• **Exercise**
The reply should contain each record below, returned exactly as given.
(Data)
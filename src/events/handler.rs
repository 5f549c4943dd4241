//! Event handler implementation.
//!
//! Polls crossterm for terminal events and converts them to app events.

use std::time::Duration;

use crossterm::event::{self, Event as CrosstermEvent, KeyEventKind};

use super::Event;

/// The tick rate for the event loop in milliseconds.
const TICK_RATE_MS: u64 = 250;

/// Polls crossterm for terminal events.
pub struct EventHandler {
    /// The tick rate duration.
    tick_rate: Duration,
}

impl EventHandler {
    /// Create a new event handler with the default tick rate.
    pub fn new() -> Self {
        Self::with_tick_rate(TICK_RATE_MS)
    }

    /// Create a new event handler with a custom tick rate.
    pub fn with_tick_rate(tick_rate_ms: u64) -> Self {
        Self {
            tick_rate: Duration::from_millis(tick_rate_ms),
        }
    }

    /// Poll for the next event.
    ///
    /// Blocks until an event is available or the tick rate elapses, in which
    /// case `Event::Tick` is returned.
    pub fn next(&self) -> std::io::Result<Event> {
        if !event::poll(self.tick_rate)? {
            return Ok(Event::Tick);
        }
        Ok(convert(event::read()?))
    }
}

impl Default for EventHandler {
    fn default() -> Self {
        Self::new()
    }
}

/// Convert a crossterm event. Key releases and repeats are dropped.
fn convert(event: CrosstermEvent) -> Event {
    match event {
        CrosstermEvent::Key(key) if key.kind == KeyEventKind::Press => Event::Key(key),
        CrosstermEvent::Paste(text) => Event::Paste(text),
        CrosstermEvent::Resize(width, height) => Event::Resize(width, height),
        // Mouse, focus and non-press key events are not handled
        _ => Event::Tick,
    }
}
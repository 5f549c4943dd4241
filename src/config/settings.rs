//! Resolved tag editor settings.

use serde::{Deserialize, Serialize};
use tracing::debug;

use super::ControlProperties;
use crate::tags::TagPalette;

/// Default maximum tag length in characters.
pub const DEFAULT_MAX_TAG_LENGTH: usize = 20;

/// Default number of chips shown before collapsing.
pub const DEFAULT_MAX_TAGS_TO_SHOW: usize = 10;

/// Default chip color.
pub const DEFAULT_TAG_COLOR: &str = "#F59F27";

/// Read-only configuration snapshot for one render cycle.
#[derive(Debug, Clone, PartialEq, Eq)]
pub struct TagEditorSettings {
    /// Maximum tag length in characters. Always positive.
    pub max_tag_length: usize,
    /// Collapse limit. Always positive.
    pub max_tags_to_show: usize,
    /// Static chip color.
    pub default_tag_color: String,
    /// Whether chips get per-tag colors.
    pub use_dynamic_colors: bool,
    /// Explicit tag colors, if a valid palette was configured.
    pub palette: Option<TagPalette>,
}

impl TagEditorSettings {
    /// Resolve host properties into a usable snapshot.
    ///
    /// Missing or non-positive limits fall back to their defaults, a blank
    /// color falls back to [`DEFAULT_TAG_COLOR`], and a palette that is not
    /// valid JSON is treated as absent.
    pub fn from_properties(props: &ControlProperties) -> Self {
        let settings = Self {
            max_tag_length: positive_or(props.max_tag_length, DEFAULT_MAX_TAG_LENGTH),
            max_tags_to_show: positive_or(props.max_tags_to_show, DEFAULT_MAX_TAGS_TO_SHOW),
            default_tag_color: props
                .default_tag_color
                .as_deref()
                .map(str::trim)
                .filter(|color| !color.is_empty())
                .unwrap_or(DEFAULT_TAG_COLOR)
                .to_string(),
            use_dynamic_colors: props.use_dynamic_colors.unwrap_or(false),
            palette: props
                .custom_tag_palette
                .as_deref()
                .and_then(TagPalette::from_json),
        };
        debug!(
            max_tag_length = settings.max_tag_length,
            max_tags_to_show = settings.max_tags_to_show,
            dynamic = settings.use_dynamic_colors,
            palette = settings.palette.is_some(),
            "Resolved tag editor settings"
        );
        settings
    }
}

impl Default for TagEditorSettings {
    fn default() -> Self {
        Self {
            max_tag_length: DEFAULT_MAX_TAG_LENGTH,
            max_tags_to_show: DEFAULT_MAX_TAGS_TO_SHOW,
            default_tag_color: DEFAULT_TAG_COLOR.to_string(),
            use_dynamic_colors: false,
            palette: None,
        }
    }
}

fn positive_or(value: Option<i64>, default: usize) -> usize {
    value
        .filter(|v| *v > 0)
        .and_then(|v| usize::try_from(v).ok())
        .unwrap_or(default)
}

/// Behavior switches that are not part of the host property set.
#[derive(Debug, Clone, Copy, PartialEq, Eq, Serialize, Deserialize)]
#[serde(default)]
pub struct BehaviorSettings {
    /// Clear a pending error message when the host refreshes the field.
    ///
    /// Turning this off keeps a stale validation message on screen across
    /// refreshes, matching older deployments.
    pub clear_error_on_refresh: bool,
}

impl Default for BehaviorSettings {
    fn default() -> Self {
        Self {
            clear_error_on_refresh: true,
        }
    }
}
(End Data)
• **Answer space**
filename src/events/handler.rs
repository 5f549c4943dd4241
//! Event handler implementation.
//!
//! Polls crossterm for terminal events and converts them to app events.

use std::time::Duration;

use crossterm::event::{self, Event as CrosstermEvent, KeyEventKind};

use super::Event;

/// The tick rate for the event loop in milliseconds.
const TICK_RATE_MS: u64 = 250;

/// Polls crossterm for terminal events.
pub struct EventHandler {
    /// The tick rate duration.
    tick_rate: Duration,
}

impl EventHandler {
    /// Create a new event handler with the default tick rate.
    pub fn new() -> Self {
        Self::with_tick_rate(TICK_RATE_MS)
    }

    /// Create a new event handler with a custom tick rate.
    pub fn with_tick_rate(tick_rate_ms: u64) -> Self {
        Self {
            tick_rate: Duration::from_millis(tick_rate_ms),
        }
    }

    /// Poll for the next event.
    ///
    /// Blocks until an event is available or the tick rate elapses, in which
    /// case `Event::Tick` is returned.
    pub fn next(&self) -> std::io::Result<Event> {
        if !event::poll(self.tick_rate)? {
            return Ok(Event::Tick);
        }
        Ok(convert(event::read()?))
    }
}

impl Default for EventHandler {
    fn default() -> Self {
        Self::new()
    }
}

/// Convert a crossterm event. Key releases and repeats are dropped.
fn convert(event: CrosstermEvent) -> Event {
    match event {
        CrosstermEvent::Key(key) if key.kind == KeyEventKind::Press => Event::Key(key),
        CrosstermEvent::Paste(text) => Event::Paste(text),
        CrosstermEvent::Resize(width, height) => Event::Resize(width, height),
        // Mouse, focus and non-press key events are not handled
        _ => Event::Tick,
    }
}
repository 5f549c4943dd4241
filename src/config/settings.rs
//! Resolved tag editor settings.

use serde::{Deserialize, Serialize};
use tracing::debug;

use super::ControlProperties;
use crate::tags::TagPalette;

/// Default maximum tag length in characters.
pub const DEFAULT_MAX_TAG_LENGTH: usize = 20;

/// Default number of chips shown before collapsing.
pub const DEFAULT_MAX_TAGS_TO_SHOW: usize = 10;

/// Default chip color.
pub const DEFAULT_TAG_COLOR: &str = "#F59F27";

/// Read-only configuration snapshot for one render cycle.
#[derive(Debug, Clone, PartialEq, Eq)]
pub struct TagEditorSettings {
    /// Maximum tag length in characters. Always positive.
    pub max_tag_length: usize,
    /// Collapse limit. Always positive.
    pub max_tags_to_show: usize,
    /// Static chip color.
    pub default_tag_color: String,
    /// Whether chips get per-tag colors.
    pub use_dynamic_colors: bool,
    /// Explicit tag colors, if a valid palette was configured.
    pub palette: Option<TagPalette>,
}

impl TagEditorSettings {
    /// Resolve host properties into a usable snapshot.
    ///
    /// Missing or non-positive limits fall back to their defaults, a blank
    /// color falls back to [`DEFAULT_TAG_COLOR`], and a palette that is not
    /// valid JSON is treated as absent.
    pub fn from_properties(props: &ControlProperties) -> Self {
        let settings = Self {
            max_tag_length: positive_or(props.max_tag_length, DEFAULT_MAX_TAG_LENGTH),
            max_tags_to_show: positive_or(props.max_tags_to_show, DEFAULT_MAX_TAGS_TO_SHOW),
            default_tag_color: props
                .default_tag_color
                .as_deref()
                .map(str::trim)
                .filter(|color| !color.is_empty())
                .unwrap_or(DEFAULT_TAG_COLOR)
                .to_string(),
            use_dynamic_colors: props.use_dynamic_colors.unwrap_or(false),
            palette: props
                .custom_tag_palette
                .as_deref()
                .and_then(TagPalette::from_json),
        };
        debug!(
            max_tag_length = settings.max_tag_length,
            max_tags_to_show = settings.max_tags_to_show,
            dynamic = settings.use_dynamic_colors,
            palette = settings.palette.is_some(),
            "Resolved tag editor settings"
        );
        settings
    }
}

impl Default for TagEditorSettings {
    fn default() -> Self {
        Self {
            max_tag_length: DEFAULT_MAX_TAG_LENGTH,
            max_tags_to_show: DEFAULT_MAX_TAGS_TO_SHOW,
            default_tag_color: DEFAULT_TAG_COLOR.to_string(),
            use_dynamic_colors: false,
            palette: None,
        }
    }
}

fn positive_or(value: Option<i64>, default: usize) -> usize {
    value
        .filter(|v| *v > 0)
        .and_then(|v| usize::try_from(v).ok())
        .unwrap_or(default)
}

/// Behavior switches that are not part of the host property set.
#[derive(Debug, Clone, Copy, PartialEq, Eq, Serialize, Deserialize)]
#[serde(default)]
pub struct BehaviorSettings {
    /// Clear a pending error message when the host refreshes the field.
    ///
    /// Turning this off keeps a stale validation message on screen across
    /// refreshes, matching older deployments.
    pub clear_error_on_refresh: bool,
}

impl Default for BehaviorSettings {
    fn default() -> Self {
        Self {
            clear_error_on_refresh: true,
        }
    }
}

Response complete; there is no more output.